### [About this task]
From the entries provided below, copy each line that contains the word "Item".

Dataset entries:
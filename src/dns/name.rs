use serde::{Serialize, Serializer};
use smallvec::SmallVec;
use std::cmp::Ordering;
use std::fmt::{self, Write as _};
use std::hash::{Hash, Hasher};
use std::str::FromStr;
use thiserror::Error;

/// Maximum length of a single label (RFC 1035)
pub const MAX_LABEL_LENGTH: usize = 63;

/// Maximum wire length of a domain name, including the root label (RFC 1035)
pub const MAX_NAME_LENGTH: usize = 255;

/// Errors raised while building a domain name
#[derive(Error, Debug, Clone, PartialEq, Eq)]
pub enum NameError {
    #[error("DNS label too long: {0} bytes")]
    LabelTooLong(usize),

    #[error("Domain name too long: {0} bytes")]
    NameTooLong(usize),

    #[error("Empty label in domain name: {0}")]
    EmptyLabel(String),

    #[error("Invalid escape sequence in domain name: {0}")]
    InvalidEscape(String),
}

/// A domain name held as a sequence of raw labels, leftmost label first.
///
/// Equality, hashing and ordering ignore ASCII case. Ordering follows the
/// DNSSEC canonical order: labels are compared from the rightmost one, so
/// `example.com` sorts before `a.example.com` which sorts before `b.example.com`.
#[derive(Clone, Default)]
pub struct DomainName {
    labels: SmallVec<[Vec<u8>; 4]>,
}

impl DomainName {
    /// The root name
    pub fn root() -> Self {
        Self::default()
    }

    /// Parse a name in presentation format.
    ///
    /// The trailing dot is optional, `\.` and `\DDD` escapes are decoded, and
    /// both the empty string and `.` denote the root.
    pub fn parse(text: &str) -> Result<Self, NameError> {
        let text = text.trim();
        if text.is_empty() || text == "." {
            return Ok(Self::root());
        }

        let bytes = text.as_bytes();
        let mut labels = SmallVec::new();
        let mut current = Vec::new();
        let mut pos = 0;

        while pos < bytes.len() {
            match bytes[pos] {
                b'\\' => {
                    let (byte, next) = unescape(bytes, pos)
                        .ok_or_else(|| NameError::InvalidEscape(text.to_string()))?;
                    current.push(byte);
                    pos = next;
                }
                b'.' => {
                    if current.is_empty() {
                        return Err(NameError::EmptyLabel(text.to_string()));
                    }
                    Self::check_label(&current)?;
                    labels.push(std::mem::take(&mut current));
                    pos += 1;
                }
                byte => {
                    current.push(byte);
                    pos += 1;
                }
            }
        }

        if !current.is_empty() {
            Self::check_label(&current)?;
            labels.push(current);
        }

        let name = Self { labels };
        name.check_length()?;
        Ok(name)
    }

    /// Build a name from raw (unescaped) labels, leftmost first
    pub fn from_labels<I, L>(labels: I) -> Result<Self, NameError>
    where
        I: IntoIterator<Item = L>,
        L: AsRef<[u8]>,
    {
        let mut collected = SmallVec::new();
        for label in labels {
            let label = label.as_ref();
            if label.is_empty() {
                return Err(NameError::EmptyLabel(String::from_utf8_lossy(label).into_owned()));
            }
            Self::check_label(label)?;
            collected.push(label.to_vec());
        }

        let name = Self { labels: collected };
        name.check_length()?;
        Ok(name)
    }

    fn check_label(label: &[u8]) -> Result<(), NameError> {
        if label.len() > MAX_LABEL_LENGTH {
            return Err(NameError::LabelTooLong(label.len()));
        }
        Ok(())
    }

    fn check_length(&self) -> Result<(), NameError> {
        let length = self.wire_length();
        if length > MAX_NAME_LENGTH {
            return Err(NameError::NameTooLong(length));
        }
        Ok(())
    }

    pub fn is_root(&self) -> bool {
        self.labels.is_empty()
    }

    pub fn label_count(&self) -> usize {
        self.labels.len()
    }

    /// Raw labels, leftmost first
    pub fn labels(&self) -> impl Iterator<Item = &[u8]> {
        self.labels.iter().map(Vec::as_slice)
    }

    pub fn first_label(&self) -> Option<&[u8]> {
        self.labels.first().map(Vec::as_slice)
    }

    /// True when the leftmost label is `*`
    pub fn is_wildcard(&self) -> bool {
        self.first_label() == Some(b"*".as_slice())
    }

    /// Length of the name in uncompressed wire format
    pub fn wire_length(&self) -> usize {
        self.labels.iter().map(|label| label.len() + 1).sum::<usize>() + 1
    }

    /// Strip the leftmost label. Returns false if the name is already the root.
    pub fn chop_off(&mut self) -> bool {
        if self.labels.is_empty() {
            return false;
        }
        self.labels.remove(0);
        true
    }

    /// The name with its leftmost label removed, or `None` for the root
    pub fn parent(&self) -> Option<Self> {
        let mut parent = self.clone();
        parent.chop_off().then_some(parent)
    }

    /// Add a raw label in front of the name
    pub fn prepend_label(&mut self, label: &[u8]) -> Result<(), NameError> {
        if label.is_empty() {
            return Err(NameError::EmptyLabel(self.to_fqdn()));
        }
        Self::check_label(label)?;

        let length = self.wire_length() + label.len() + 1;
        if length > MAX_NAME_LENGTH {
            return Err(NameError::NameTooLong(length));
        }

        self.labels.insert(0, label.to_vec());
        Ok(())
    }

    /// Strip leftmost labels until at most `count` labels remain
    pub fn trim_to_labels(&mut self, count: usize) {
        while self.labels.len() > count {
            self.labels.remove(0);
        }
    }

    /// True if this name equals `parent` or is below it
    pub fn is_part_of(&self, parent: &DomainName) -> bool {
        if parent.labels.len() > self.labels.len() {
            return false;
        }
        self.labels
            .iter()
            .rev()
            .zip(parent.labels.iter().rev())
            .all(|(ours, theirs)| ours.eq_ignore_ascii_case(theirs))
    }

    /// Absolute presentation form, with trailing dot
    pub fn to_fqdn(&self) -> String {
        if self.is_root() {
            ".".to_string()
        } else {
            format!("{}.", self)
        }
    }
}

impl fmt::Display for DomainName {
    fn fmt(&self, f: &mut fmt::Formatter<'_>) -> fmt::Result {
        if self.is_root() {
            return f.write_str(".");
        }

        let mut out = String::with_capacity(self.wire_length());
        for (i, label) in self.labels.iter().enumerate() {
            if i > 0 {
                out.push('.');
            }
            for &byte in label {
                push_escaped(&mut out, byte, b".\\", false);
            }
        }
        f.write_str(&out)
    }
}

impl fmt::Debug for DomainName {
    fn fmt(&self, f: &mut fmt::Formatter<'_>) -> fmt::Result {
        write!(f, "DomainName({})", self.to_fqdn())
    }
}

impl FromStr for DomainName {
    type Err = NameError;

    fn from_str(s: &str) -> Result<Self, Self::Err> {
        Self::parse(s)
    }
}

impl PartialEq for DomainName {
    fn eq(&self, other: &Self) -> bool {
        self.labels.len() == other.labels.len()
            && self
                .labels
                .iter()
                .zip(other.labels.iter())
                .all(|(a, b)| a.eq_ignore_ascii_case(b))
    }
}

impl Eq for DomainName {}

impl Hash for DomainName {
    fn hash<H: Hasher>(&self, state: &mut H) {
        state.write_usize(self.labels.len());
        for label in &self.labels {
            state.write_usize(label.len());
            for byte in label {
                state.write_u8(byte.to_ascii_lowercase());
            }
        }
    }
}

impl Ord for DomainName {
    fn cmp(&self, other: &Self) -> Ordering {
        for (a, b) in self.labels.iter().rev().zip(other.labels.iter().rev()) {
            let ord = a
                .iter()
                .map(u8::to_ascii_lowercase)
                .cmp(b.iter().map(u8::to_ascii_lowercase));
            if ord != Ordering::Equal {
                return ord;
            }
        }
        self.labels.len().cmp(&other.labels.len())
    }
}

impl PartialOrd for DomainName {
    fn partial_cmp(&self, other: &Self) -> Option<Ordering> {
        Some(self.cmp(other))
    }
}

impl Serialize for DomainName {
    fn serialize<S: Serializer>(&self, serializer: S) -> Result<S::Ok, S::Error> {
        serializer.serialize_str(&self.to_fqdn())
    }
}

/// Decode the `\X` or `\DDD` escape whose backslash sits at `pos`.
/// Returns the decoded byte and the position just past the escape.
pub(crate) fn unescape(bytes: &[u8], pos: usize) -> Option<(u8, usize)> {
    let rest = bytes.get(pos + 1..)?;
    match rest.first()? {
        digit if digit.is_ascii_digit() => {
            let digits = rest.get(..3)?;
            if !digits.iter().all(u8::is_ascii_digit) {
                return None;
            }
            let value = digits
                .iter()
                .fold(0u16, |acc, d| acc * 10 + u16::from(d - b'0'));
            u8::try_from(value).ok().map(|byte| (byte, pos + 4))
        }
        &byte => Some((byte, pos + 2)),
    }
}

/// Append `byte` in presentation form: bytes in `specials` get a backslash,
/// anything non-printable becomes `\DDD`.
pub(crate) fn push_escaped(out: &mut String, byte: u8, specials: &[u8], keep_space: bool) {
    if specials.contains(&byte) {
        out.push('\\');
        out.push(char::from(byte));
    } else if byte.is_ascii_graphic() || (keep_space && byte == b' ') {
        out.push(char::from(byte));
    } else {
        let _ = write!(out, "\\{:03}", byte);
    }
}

### [Written answer]
        I: IntoIterator<Item = L>,
    pub fn labels(&self) -> impl Iterator<Item = &[u8]> {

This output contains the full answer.